=== Task item ===
From the listing below, pull each line that includes "DeployEnv".

>>>

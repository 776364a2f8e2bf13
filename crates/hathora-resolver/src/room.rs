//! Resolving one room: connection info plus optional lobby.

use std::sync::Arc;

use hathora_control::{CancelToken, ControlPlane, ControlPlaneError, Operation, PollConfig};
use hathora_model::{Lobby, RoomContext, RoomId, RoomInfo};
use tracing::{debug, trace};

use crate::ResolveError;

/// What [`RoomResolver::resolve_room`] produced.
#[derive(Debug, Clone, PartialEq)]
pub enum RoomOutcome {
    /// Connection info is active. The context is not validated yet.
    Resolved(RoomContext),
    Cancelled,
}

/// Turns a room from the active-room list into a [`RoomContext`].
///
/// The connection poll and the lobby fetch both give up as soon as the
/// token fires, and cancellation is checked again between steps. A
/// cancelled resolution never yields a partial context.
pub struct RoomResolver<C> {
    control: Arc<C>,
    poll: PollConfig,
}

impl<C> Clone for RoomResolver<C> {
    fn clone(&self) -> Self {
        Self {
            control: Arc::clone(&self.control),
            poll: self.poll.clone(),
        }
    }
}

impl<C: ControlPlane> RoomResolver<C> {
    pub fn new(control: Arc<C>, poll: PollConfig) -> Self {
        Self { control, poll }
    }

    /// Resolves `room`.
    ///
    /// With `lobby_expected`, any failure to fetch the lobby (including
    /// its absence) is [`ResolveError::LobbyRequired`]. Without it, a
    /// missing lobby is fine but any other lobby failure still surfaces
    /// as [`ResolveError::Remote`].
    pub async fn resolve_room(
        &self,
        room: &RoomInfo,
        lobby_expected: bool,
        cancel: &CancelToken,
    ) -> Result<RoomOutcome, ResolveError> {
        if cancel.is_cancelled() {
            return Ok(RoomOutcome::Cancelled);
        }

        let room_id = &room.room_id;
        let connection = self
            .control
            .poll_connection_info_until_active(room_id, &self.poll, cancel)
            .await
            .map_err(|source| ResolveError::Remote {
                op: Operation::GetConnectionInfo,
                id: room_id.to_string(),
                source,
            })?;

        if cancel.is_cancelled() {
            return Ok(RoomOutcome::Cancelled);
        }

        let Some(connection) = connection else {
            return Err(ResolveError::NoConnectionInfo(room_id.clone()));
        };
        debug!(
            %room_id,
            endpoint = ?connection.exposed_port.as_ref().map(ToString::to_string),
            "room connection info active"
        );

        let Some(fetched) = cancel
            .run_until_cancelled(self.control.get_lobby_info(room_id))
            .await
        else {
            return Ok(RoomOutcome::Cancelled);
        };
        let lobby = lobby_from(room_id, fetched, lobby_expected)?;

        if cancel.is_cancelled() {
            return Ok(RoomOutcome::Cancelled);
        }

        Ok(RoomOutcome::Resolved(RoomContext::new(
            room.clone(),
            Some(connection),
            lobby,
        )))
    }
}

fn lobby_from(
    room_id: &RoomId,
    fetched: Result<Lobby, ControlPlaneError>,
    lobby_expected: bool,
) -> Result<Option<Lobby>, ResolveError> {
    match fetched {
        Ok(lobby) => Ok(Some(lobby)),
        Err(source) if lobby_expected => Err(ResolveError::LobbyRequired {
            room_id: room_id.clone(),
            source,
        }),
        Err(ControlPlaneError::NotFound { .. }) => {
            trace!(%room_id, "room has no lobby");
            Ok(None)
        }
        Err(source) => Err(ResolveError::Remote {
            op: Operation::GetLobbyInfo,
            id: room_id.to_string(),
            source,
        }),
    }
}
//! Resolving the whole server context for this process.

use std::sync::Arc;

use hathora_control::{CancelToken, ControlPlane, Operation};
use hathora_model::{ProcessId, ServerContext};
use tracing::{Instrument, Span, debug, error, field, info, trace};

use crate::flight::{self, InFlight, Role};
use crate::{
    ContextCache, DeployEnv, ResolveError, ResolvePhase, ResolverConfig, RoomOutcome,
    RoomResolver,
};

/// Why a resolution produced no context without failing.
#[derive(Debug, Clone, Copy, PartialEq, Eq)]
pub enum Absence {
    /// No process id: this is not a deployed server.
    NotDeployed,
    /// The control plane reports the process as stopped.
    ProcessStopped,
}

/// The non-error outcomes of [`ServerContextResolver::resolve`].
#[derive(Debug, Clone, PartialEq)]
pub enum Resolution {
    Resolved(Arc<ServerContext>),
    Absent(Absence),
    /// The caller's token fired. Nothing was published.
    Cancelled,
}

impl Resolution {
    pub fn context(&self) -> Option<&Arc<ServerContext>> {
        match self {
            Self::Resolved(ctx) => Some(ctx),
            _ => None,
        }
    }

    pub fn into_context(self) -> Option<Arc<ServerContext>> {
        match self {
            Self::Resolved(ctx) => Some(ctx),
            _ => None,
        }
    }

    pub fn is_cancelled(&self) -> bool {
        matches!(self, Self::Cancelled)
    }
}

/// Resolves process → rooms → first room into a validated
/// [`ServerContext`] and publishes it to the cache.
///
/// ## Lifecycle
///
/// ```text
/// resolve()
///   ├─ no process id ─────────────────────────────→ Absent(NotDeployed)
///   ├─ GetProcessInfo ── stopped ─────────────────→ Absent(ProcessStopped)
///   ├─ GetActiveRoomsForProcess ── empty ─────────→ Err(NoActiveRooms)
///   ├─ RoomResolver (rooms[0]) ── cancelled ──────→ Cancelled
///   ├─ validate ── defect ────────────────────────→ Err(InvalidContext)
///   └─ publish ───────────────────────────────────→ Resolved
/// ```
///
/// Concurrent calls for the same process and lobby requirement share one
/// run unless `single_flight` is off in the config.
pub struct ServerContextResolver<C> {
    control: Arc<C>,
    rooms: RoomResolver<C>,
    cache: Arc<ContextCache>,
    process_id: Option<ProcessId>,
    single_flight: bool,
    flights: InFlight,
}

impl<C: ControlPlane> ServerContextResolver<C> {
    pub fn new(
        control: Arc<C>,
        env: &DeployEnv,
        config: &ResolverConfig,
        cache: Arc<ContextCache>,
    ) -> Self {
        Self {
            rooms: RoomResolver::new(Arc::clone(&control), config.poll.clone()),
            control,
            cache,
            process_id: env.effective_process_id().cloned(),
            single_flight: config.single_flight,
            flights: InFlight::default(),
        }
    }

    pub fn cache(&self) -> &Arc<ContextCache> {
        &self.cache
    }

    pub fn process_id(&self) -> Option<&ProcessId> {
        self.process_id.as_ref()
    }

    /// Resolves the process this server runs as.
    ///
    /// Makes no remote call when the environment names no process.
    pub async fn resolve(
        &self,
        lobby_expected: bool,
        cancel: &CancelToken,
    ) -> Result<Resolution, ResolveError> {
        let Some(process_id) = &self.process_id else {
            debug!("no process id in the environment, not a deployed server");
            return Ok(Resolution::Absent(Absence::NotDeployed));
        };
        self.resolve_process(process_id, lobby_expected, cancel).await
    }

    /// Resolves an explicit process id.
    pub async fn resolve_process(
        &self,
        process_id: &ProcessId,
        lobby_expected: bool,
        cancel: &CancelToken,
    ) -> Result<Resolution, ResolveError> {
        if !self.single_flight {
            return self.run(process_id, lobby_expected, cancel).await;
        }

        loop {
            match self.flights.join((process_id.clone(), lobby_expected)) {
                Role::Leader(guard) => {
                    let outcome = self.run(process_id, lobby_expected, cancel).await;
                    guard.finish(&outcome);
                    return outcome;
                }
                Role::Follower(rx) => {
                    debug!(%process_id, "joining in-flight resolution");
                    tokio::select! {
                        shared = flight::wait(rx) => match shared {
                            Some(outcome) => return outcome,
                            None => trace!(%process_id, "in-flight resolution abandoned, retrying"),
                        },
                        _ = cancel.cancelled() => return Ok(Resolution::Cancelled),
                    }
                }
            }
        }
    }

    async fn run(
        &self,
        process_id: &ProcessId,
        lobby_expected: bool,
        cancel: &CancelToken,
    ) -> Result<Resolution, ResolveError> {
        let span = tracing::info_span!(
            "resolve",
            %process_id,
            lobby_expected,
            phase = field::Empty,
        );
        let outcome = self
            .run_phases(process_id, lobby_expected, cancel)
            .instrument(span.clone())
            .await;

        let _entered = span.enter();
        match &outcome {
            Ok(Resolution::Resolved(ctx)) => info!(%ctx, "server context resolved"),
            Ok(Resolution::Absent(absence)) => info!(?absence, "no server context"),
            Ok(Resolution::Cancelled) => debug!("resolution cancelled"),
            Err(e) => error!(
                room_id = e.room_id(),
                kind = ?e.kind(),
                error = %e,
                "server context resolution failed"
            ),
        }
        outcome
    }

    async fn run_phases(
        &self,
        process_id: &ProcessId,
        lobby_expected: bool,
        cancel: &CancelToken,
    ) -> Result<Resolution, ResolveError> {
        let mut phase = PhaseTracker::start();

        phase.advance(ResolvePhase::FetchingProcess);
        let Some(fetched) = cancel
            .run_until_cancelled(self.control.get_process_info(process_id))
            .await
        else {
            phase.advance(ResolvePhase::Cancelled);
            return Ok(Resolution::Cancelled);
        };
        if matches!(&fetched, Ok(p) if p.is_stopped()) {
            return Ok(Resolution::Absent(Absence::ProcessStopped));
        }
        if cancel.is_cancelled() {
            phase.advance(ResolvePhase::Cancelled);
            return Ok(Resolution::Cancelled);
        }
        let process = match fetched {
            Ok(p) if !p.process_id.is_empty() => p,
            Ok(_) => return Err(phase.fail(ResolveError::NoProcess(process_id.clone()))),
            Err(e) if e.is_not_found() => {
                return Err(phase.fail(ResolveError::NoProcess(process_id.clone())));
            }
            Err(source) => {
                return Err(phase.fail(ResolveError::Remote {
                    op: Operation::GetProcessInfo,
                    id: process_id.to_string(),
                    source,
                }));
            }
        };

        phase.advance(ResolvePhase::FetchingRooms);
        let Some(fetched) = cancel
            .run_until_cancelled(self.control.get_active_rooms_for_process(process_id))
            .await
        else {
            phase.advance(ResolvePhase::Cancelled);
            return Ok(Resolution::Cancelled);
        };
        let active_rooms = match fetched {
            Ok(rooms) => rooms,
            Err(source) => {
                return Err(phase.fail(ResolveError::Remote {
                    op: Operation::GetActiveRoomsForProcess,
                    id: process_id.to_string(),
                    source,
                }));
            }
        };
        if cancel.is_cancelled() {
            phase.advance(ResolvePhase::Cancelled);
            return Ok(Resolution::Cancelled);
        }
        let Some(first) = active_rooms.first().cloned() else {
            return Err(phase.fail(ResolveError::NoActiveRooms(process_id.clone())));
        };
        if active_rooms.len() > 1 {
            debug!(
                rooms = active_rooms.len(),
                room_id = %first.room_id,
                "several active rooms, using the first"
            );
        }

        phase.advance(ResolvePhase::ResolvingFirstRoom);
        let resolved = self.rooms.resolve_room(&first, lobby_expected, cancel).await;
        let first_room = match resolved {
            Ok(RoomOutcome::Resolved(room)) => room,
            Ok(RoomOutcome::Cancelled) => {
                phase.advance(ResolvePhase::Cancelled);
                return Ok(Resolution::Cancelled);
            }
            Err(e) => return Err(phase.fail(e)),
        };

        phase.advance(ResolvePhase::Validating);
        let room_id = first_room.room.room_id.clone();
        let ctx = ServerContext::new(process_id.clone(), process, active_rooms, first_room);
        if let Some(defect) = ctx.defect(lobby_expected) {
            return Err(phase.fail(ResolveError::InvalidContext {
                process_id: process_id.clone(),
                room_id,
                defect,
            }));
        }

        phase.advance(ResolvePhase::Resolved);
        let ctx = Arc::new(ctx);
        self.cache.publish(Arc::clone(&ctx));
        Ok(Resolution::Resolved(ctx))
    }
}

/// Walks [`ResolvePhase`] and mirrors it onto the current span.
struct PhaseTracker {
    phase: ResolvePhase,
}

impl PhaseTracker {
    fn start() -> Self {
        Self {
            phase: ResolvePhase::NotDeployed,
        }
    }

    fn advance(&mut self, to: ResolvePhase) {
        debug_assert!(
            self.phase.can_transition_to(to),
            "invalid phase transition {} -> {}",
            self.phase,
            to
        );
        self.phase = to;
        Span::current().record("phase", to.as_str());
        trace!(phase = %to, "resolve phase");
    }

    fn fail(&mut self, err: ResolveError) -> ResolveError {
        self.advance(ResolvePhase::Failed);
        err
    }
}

<<<

=== Response area ===
    ContextCache, DeployEnv, ResolveError, ResolvePhase, ResolverConfig, RoomOutcome,
        env: &DeployEnv,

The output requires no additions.